- Official song cover

Single by Anirudh Ravichander and Vijay

from the album Master
- Language: Tamil
- Released: 14 February 2020 (Single) 20 January 2021 (Video song)
- Recorded: 2019–2020
- Studio: Albuquerque Records, Chennai; Panchathan Record Inn and AM Studios, Chennai;
- Genre: Filmi, folk music, dance, Indian pop
- Length: 5:04
- Label: Sony Music
- Composer: Anirudh Ravichander
- Lyricist: Arunraja Kamaraj
- Producer: Anirudh Ravichander

Music video
- "Kutti Story" on YouTube

= Kutti Story =

2020 song from Master

"Kutti Story" is an Indian Tamil-language song composed by Anirudh Ravichander for the soundtrack album of the 2021 film Master. The song was sung by actor Vijay and Anirudh, in his second song he sung for Anirudh after "Selfie Pulla" for Kaththi (2014) and the lyrics were penned by Arunraja Kamaraj. The lyrical version of this single was released by Sony Music India on 14 February 2020, and the video song was released on 20 January 2021. The song was earlier titled as "Oru Kutti Kathai" in Tamil, owing to Vijay narrating short stories to fans during his speech at his audio launches.

== Production ==
The animated lyrical video of this song was released along with the single on 14 February. It featured an animated version of Vijay inside classrooms, among students. The video was designed by Coimbatore-based 3D visualisation and animation company Realworks Studios, handled by Sivaprasad Velayudham, which was responsible for the graphic rendition and pre-visualization of previous Tamil projects. It was conceptualised by Lokesh Kanagaraj's associate director, Madras Logi Vignesh.

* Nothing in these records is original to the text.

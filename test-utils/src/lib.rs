//! Shared helpers for the compiler's test suites: an in-memory chain to run generated code on
//! and a diffing string assertion for rendered output.

pub mod chain;

pub use chain::{Chain, DEFAULT_CALLER, Failure, word};

/// Asserts that two multi-line strings are equal after trimming, printing a line diff first
/// when they are not.
///
/// `context` names what is compared in the panic message. `source`, if given, is printed
/// before the diff as the input the actual value was produced from.
pub fn assert_strings_with_diff(actual: &str, expected: &str, context: &str, source: Option<&str>) {
    let actual = actual.trim();
    let expected = expected.trim();
    if actual == expected {
        return;
    }

    if let Some(source) = source {
        eprintln!("=== Source ===\n{}\n", source.trim());
    }
    eprintln!("=== Expected ===\n{expected}\n");
    eprintln!("=== Actual ===\n{actual}\n");
    eprintln!("=== Diff ===");
    for (i, (expected_line, actual_line)) in expected.lines().zip(actual.lines()).enumerate() {
        if expected_line != actual_line {
            eprintln!("Line {}: - {expected_line}", i + 1);
            eprintln!("Line {}: + {actual_line}", i + 1);
        }
    }
    let (expected_lines, actual_lines) = (expected.lines().count(), actual.lines().count());
    if expected_lines != actual_lines {
        eprintln!("Line count mismatch: expected {expected_lines} lines, got {actual_lines} lines");
    }

    panic!("{context} mismatch");
}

The concept of a hybrid of lyric and music video designed by Logi was appreciated by many people from the production team, including Vijay and Anirudh. The animated lyric video also featured illustrations of corruption, bribery, inflation, inequality, poverty and the COVID-19 pandemic and also the selfie that Vijay took with fans at Neyveli on 10 February 2020.

== Music video ==
The song was picturized at a juvenile school where Vijay was assigned, and seen dancing with the juvenile school children. The choreography for this song was handled by Dinesh.

== Critical response ==
The song was positively received by audiences and critics. A reviewer from Behindwoods stated "Kutty Story is very simple in composition, with its minimal usage of instrumentals. But actor Vijay delivered a preachy song and the likability of his voice is intact as it adds more to the fun vibe of the song. One can envision this song becoming a college and teenage anthem that gets played in all college festivals." Another critic from Moviecrow said "best of the album" saying "Vijay delivering it big time with his casual tone which perfectly suits with his on-screen persona" and "Anirudh kept the tune simple with the catchy rhythm beats and the Tanglish lyrics reminds us of the Anirudh's viral song Why This Kolaveri Di". Indiaglitz said "Arunraja's lyrical Tanglish wordplay and Vijay's rendition layered with motivational truths makes Kutti Story carry a bigger meaning." Jyoti Prabhakar of The Times of India wrote "It's mostly just drums and a voice in a lyrical tango with each other. it lets Thalapathy Vijay's voice stand out, with Anirudh ably backing him. The kuthu beats are rustic, and director Arunraja Kamaraj's lyrics simple." However, the song placement was criticised by a section of audiences upon the film's release.

== Records ==
"Kutti Story" topped the trending spot within the first four days of its release, eventually became the third most viewed song worldwide within 24 hours. It became the highest viewed lyric video in the first day of its release, garnering 9 million views and a million likes. The song had garnered more than 65 million views as of July 2020, being the first lyrical video to achieve this feat. As of July 2021, the lyric video received 92 million views. The song's video version released on 20 January 2021 and gained 79 million views as of July 2021.

== Track listing ==
Its Kannada version titled "Putta Story" (written by Varadaraj Chikkaballapura) was released on 2 January 2021, and the Hindi version titled "Choti Story" (written by Raqueeb Alam) was released along with the soundtrack of Vijay The Master (the film's Hindi version) on 12 January 2021. The Telugu version of this song "Chitti Story" (written by Anantha Sriram) was released on 25 December 2020, on the occasion of Christmas. Anirudh helmed the Telugu version of the song,Super Singer 7-fame Sam Vishal recorded the Kannada version of this song, whilst Nakash Aziz sung the Hindi version of this track.

== Cover versions ==
Actress Keerthy Suresh performed a cover version of the song through violin and released the song on 22 June 2020, on the occasion of actor Vijay's 46th birthday.